青空、ハレの日☆年中ハレバレ
「おい、テメェなんで反撃しないんだよ!」

 僕が下からもうすぐ来るであろう店員さんを気にしていると、男の方がそう訊いてきました。

 なに、簡単なことです。

「僕は、この身で助けられるなら逃げも隠れしますし、時には盾にもなります。争いは新しい憎しみや悲しみを生むことだってあります………
 なんて、言ってみるのですが、基本的に争い事は嫌いなんです」

 ちょっと気恥ずかしくなってしまいましたが、これは僕の本心です。

 でも───

「でも、もし……理不尽な理由で誰かが傷つけられてしまったら……僕はその傷つけた相手には容赦はしませんよ」

 例えば、そう……あなたとかね。


 って、冗談ですよ。

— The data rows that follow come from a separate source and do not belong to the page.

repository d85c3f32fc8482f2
pub mod json;
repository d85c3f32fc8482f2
pub mod viewer_instance;
pub mod filename;
pub mod naming;
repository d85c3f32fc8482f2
use crate::common::{TestApp, routes, sample_pdf};

mod asset_list {
    use super::*;

    #[tokio::test]
    async fn empty_store_lists_nothing() {
        let app = TestApp::spawn().await;
        let res = app.get(routes::ASSETS).await;

        assert_eq!(res.status, 200);
        assert_eq!(res.body["total"].as_u64().unwrap(), 0);
        assert!(res.body["assets"].as_array().unwrap().is_empty());
    }

    #[tokio::test]
    async fn lists_only_pdfs_sorted_by_name() {
        let app = TestApp::spawn().await;
        app.upload_ok("b1", "zeta.pdf", &sample_pdf("z")).await;
        app.upload_ok("b1", "alpha.pdf", &sample_pdf("alpha")).await;
        std::fs::write(app.stored_path("notes.txt"), b"not a pdf").unwrap();

        let res = app.get(routes::ASSETS).await;

        assert_eq!(res.status, 200);
        assert_eq!(res.body["total"].as_u64().unwrap(), 2);
        let assets = res.body["assets"].as_array().unwrap();
        assert_eq!(assets[0]["name"], "alpha.pdf");
        assert_eq!(assets[1]["name"], "zeta.pdf");
        assert_eq!(
            assets[0]["size"].as_u64().unwrap(),
            sample_pdf("alpha").len() as u64
        );
    }

    #[tokio::test]
    async fn unreadable_store_still_returns_200() {
        let app = TestApp::spawn().await;
        app.upload_ok("b1", "a.pdf", &sample_pdf("a")).await;
        std::fs::remove_dir_all(app.data_dir.path().join("pdf")).unwrap();

        let res = app.get(routes::ASSETS).await;

        assert_eq!(res.status, 200);
        assert_eq!(res.body["total"].as_u64().unwrap(), 0);
    }
}

mod asset_serve {
    use super::*;

    #[tokio::test]
    async fn serves_pdf_inline_with_cache_headers() {
        let app = TestApp::spawn().await;
        let data = sample_pdf("lecture");
        app.upload_ok("b1", "Lecture 1.pdf", &data).await;

        let res = app.get(&routes::serve("Lecture 1.pdf")).await;

        assert_eq!(res.status, 200);
        assert_eq!(res.bytes, data);
        assert_eq!(res.header("content-type"), Some("application/pdf"));
        assert_eq!(res.header("cache-control"), Some("private, max-age=3600"));
        let disposition = res.header("content-disposition").unwrap();
        assert!(disposition.starts_with("inline;"));
        assert!(disposition.contains("Lecture%201.pdf"));
        assert!(res.header("etag").is_some());
    }

    #[tokio::test]
    async fn serve_is_idempotent() {
        let app = TestApp::spawn().await;
        app.upload_ok("b1", "notes.pdf", &sample_pdf("n")).await;

        let first = app.get(&routes::serve("notes.pdf")).await;
        let second = app.get(&routes::serve("notes.pdf")).await;

        assert_eq!(first.status, 200);
        assert_eq!(first.bytes, second.bytes);
        assert_eq!(first.header("content-type"), second.header("content-type"));
        assert_eq!(first.header("etag"), second.header("etag"));
    }

    #[tokio::test]
    async fn matching_etag_returns_304() {
        let app = TestApp::spawn().await;
        app.upload_ok("b1", "notes.pdf", &sample_pdf("n")).await;

        let first = app.get(&routes::serve("notes.pdf")).await;
        let etag = first.header("etag").unwrap().to_string();

        let cached = app.get_with_etag(&routes::serve("notes.pdf"), &etag).await;
        assert_eq!(cached.status, 304);
        assert!(cached.bytes.is_empty());

        let stale = app
            .get_with_etag(&routes::serve("notes.pdf"), "\"deadbeef\"")
            .await;
        assert_eq!(stale.status, 200);
    }

    #[tokio::test]
    async fn traversal_is_rejected_as_validation() {
        let app = TestApp::spawn().await;

        let res = app.get(&routes::serve("../../etc/passwd")).await;

        assert_eq!(res.status, 400);
        assert_eq!(res.body["code"], "VALIDATION_ERROR");
        assert_eq!(res.body["message"], "invalid type");
    }

    #[tokio::test]
    async fn directory_components_are_stripped() {
        let app = TestApp::spawn().await;
        let data = sample_pdf("inner");
        app.upload_ok("b1", "inner.pdf", &data).await;
        std::fs::write(app.data_dir.path().join("outer.pdf"), b"%PDF outside").unwrap();

        let res = app.get(&routes::serve("../../pdf/inner.pdf")).await;
        assert_eq!(res.status, 200);
        assert_eq!(res.bytes, data);

        let escaped = app.get(&routes::serve("../outer.pdf")).await;
        assert_eq!(escaped.status, 404);
        assert_eq!(escaped.body["code"], "NOT_FOUND");
    }

    #[tokio::test]
    async fn missing_parameter_and_missing_file() {
        let app = TestApp::spawn().await;

        let res = app.get("/api/v1/assets/serve").await;
        assert_eq!(res.status, 400);
        assert_eq!(res.body["message"], "missing file parameter");

        let res = app.get(&routes::serve("ghost.pdf")).await;
        assert_eq!(res.status, 404);
        assert_eq!(res.body["code"], "NOT_FOUND");
    }

    #[tokio::test]
    async fn extension_check_is_case_insensitive() {
        let app = TestApp::spawn().await;
        app.upload_ok("b1", "SCAN.PDF", &sample_pdf("scan")).await;

        let res = app.get(&routes::serve("SCAN.PDF")).await;
        assert_eq!(res.status, 200);

        let res = app.get(&routes::serve("scan.docx")).await;
        assert_eq!(res.status, 400);
    }
}

mod health {
    use super::*;

    #[tokio::test]
    async fn health_is_ok() {
        let app = TestApp::spawn().await;
        let res = app.get(routes::HEALTH).await;

        assert_eq!(res.status, 200);
        assert_eq!(res.text(), "ok");
    }

    #[tokio::test]
    async fn openapi_document_lists_routes() {
        let app = TestApp::spawn().await;
        let res = app.get("/api-docs/openapi.json").await;

        assert_eq!(res.status, 200);
        let paths = res.body["paths"].as_object().unwrap();
        assert!(paths.contains_key("/api/v1/assets/serve"));
        assert!(paths.contains_key("/api/v1/instances/{id}/upload"));
    }
}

そんな人を怪人のような目で見るのは止めてくださいよ。

 こう見えても僕は、ヒーローなんですから。


§


 あの後、予想通り階段を上がってきた店員さんに赤坂さんが事の顛末を説明してくれて、三人のサラリーマンさんは店が呼んだ警察の方々に連れていかれました。

 そういえば赤坂さん、酔いは冷めていたのですか?


 という質問を口に出せないまま僕たちは、あの居酒屋を後にしました。

 お三方はまだ目が覚めていないので、僕がまとめて担いで運んでいます。

 さすがにちょっとキツイです。特に早沱さんが。

「あの、大丈夫ですか?」

「なんとかいけそうです」

 逆境を乗り越えるのがヒーローの宿命なら、乗り越えましょう。

 うっ、北郷さん、首は絞めないでください。

「あの……すみませんでした。殴られたところ怪我してないですか?」

「平気です。それに赤坂さんが謝ることではありませんよ」

 北郷さんの腕で絞まりかけた首を軽く跳ねて修正してから、僕は返しました。
 やはり首が絞まった状態は喋り辛いですからね。

「えっと、ありがとうございました!でも、あの台詞はちょっと恥ずかしい……ですよね!緋上さんも酔ってたんですか?」

「え、えぇ、まぁ………そう………ですね」

「やっぱり!」

 実は酔っていませんでしたとは、今さら言えなかったです。